Ein Blick zurück auf Schitt's Creek, eine langsame Komödie über eine wohlhabende Familie, die gezwungen ist, in einer kleinen, bankrotten Stadt zu leben.

Von mitch·7 Min. Lesezeit
Two elderly residents of a small town sit together at a diner table, laughing warmly.

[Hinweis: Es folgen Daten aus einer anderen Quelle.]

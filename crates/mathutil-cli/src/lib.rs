//! # mathutil-cli
//!
//! Console input, result presentation, and shell completion.

pub mod completion;
pub mod input;
pub mod output;
pub mod presenter;
pub mod report;
pub mod ui;

pub use input::{Prompter, TokenReader};
pub use presenter::{JsonPresenter, ResultPresenter, TextPresenter};
//! End-to-end CLI integration tests.

use assert_cmd::Command;
use predicates::prelude::*;

fn mathutil() -> Command {
    let mut cmd = Command::cargo_bin("mathutil").expect("binary not found");
    cmd.env_remove("MATHUTIL_QUIET")
        .env_remove("MATHUTIL_FORMAT")
        .env_remove("RUST_LOG")
        .env("NO_COLOR", "1");
    cmd
}

#[test]
fn help_flag() {
    mathutil()
        .arg("--help")
        .assert()
        .success()
        .stdout(predicate::str::contains("Fibonacci"));
}

#[test]
fn version_flag() {
    mathutil()
        .arg("--version")
        .assert()
        .success()
        .stdout(predicate::str::contains("mathutil"));
}

#[test]
fn interactive_session_prints_prompts_and_results() {
    mathutil()
        .write_stdin("10\n48\n18\n1\n-3\n2\n")
        .assert()
        .success()
        .stdout(predicate::str::contains(
            "Enter the number of terms for the Fibonacci sequence: ",
        ))
        .stdout(predicate::str::contains("Enter coefficient c: "))
        .stdout(predicate::str::contains("0 1 1 2 3 5 8 13 21 34\n"))
        .stdout(predicate::str::contains("The GCD of 48 and 18 is: 6"))
        .stdout(predicate::str::contains("Root 1: 2.0\n"))
        .stdout(predicate::str::contains("Root 2: 1.0\n"));
}

#[test]
fn quiet_session_output_is_exact() {
    mathutil()
        .arg("-q")
        .write_stdin("1 17 5 1 2 1\n")
        .assert()
        .success()
        .stdout(
            "Fibonacci sequence with 1 terms:\n\
             0\n\
             The GCD of 17 and 5 is: 1\n\
             The roots are real and equal:\n\
             Root: -1.0\n",
        );
}

#[test]
fn complex_roots() {
    mathutil()
        .arg("--quiet")
        .write_stdin("0 0 0 1 0 1")
        .assert()
        .success()
        .stdout(predicate::str::contains(
            "The roots are complex:\nRoot 1: 0.0 + 1.0i\nRoot 2: 0.0 - 1.0i\n",
        ));
}

#[test]
fn not_quadratic() {
    mathutil()
        .arg("-q")
        .write_stdin("2 9 3 0 2 3")
        .assert()
        .success()
        .stdout(predicate::str::contains(
            "This is not a quadratic equation (a cannot be 0).",
        ))
        .stdout(predicate::str::contains("Root").not());
}

#[test]
fn negative_terms_emit_nothing() {
    mathutil()
        .arg("-q")
        .write_stdin("-5 4 6 1 -3 2")
        .assert()
        .success()
        .stdout(predicate::str::starts_with(
            "Fibonacci sequence with -5 terms:\n\nThe GCD of 4 and 6 is: 2\n",
        ));
}

#[test]
fn malformed_input_fails() {
    mathutil()
        .arg("-q")
        .write_stdin("ten\n")
        .assert()
        .code(2)
        .stderr(predicate::str::contains("invalid input"))
        .stdout(predicate::str::is_empty());
}

#[test]
fn truncated_input_fails() {
    mathutil()
        .arg("-q")
        .write_stdin("5\n48\n")
        .assert()
        .code(2)
        .stderr(predicate::str::contains("unexpected end of input"))
        .stdout(predicate::str::contains("0 1 1 2 3"));
}

#[test]
fn json_format() {
    let output = mathutil()
        .args(["--format", "json"])
        .write_stdin("3 48 18 1 -3 2")
        .assert()
        .success()
        .get_output()
        .stdout
        .clone();
    let json: serde_json::Value = serde_json::from_slice(&output).unwrap();
    assert_eq!(json["fibonacci"]["terms"], serde_json::json!(["0", "1", "1"]));
    assert_eq!(json["gcd"]["gcd"], 6);
    assert_eq!(json["quadratic"]["roots"]["kind"], "real_distinct");
    assert_eq!(json["quadratic"]["roots"]["root1"], 2.0);
}

#[test]
fn env_var_format() {
    mathutil()
        .env("MATHUTIL_FORMAT", "json")
        .write_stdin("0 1 1 0 1 1")
        .assert()
        .success()
        .stdout(predicate::str::contains("\"not_quadratic\""));
}

#[test]
fn invalid_format() {
    mathutil().args(["--format", "yaml"]).assert().failure();
}

#[test]
fn verbose_logs_go_to_stderr() {
    mathutil()
        .args(["-q", "-v"])
        .write_stdin("2 48 18 1 2 1")
        .assert()
        .success()
        .stdout(predicate::str::contains("computed gcd").not())
        .stderr(predicate::str::contains("computed gcd"));
}

#[test]
fn rust_log_overrides_default_level() {
    mathutil()
        .env("RUST_LOG", "debug")
        .arg("-q")
        .write_stdin("2 48 18 1 2 1")
        .assert()
        .success()
        .stderr(predicate::str::contains("computed gcd"));
}

#[test]
fn default_level_hides_debug_events() {
    mathutil()
        .arg("-q")
        .write_stdin("2 48 18 1 2 1")
        .assert()
        .success()
        .stderr(predicate::str::contains("computed gcd").not());
}

#[test]
fn shell_completion_bash() {
    mathutil()
        .args(["--completion", "bash"])
        .assert()
        .success()
        .stdout(predicate::str::contains("mathutil"));
}

#[test]
fn shell_completion_zsh() {
    mathutil()
        .args(["--completion", "zsh"])
        .assert()
        .success()
        .stdout(predicate::str::contains("mathutil"));
}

Schitt’s Creek lief sechs Staffeln lang auf CBC und Pop TV, und es ist immer noch die Art von Serie, die als Beweis dafür vorgezeigt wird, dass Comedy sowohl klug als auch sanft sein kann. Die Rose-Familie verliert ihr Vermögen, kauft eine bankrotte Stadt namens Schitt’s Creek und verbringt die nächsten sechs Staffeln damit, dort zu leben. Die Serie ist ein langsamer Aufbau, und sie verdient diesen Ruf ehrlich. Es ist keine Sitcom mit Witzen pro Minute, und sie tut auch so, als ob nicht. Es ist eine Serie über Trauer, Familie und den seltsamen Trost, irgendwo zu sein, wo man nicht hingewünscht hat.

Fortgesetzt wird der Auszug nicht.